Count every line of the listing where the string "tokens" occurs, and reply with the count alone.

-- RECORDS SHOWN --
########################################

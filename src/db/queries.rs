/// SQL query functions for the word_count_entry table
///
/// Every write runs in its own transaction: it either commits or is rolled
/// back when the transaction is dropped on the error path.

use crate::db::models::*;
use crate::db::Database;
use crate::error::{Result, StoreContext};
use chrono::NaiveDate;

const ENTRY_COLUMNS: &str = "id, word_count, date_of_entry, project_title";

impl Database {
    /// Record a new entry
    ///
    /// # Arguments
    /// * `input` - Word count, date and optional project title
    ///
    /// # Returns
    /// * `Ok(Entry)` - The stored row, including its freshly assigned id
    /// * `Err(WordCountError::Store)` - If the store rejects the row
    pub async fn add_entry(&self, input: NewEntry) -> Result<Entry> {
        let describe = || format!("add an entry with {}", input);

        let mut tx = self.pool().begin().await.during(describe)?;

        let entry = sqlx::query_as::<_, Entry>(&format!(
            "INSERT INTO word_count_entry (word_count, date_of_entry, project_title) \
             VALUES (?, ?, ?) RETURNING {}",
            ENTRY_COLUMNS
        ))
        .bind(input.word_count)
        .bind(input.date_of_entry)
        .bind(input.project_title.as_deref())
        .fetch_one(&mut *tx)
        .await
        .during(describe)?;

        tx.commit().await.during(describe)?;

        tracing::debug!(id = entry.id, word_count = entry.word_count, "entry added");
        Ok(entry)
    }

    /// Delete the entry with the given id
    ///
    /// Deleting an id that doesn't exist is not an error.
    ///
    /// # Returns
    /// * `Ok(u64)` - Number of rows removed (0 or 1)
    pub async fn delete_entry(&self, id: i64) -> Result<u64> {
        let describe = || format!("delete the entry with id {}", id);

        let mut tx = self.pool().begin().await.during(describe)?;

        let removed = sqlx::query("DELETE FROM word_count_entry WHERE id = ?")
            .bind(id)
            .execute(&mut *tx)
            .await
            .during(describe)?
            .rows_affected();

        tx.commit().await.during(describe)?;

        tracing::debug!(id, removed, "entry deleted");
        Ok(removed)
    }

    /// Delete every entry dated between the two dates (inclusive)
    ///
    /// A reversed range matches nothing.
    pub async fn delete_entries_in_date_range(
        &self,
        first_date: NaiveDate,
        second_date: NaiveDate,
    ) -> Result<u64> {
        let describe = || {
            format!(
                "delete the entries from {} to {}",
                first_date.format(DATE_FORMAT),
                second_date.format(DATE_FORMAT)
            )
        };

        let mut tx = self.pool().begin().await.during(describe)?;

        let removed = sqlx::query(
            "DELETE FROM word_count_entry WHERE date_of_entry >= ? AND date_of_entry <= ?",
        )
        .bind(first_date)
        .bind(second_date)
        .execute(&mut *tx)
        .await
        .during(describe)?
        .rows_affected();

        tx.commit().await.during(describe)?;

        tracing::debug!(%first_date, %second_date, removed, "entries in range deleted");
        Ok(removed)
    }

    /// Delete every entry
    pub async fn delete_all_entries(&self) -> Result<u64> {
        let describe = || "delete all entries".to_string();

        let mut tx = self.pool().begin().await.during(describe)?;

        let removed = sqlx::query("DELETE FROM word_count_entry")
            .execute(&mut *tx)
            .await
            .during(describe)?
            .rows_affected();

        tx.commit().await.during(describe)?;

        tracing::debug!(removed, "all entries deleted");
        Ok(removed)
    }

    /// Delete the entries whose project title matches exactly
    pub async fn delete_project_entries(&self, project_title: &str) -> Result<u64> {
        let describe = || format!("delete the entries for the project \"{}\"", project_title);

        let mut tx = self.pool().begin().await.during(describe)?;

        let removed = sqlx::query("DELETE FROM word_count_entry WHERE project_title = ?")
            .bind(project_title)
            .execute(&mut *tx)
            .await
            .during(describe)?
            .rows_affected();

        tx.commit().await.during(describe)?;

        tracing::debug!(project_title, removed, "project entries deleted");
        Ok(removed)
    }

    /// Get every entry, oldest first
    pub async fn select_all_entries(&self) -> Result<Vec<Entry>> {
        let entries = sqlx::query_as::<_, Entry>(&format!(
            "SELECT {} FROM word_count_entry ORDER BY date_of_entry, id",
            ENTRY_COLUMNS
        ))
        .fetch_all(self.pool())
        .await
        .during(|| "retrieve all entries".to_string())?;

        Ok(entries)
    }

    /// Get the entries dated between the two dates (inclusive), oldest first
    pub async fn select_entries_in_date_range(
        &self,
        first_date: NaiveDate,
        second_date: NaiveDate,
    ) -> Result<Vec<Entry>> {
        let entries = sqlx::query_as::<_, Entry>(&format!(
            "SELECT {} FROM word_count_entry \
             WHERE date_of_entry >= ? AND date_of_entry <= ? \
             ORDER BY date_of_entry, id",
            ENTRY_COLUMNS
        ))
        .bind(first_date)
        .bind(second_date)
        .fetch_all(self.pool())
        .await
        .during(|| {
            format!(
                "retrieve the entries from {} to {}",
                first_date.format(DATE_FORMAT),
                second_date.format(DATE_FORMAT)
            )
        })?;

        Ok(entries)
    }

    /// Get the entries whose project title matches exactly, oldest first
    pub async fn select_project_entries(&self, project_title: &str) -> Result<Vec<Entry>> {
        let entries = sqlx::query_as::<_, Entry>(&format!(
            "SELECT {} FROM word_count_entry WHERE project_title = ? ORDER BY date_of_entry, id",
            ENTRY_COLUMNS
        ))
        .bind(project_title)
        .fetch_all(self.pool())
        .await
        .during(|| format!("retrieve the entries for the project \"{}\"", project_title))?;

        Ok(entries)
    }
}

########################################

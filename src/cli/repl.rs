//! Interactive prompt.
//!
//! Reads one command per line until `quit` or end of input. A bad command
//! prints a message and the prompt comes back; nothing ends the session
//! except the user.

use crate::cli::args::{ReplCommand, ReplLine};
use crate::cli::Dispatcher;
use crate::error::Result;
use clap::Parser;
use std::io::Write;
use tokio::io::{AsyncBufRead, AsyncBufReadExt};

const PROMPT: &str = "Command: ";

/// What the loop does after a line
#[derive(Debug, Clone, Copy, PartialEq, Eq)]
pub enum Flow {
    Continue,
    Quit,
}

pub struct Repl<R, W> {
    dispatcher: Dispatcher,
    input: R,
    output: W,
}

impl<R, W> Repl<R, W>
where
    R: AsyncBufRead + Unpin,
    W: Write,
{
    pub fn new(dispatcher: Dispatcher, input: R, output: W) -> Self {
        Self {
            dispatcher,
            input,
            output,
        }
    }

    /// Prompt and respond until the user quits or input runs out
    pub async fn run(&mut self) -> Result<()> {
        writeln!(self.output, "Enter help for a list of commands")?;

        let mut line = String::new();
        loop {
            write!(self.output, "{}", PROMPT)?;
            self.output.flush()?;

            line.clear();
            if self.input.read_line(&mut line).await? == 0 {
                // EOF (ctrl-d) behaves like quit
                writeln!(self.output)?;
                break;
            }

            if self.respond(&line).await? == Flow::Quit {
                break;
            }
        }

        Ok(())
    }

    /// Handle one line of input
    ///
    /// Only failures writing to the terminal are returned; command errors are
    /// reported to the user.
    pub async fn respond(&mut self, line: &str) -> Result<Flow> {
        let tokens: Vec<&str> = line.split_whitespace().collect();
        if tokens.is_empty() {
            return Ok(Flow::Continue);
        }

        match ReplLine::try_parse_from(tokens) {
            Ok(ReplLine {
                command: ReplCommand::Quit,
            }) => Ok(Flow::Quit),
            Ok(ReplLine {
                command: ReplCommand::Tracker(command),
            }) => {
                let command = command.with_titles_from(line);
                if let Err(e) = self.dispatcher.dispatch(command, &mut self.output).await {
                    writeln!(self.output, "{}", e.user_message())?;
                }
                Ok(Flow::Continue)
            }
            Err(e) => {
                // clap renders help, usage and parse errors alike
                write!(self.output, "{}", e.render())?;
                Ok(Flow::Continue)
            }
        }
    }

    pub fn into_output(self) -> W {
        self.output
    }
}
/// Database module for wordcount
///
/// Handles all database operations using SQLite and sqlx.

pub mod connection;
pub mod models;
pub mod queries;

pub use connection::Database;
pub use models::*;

########################################

-- YOUR SOLUTION --
3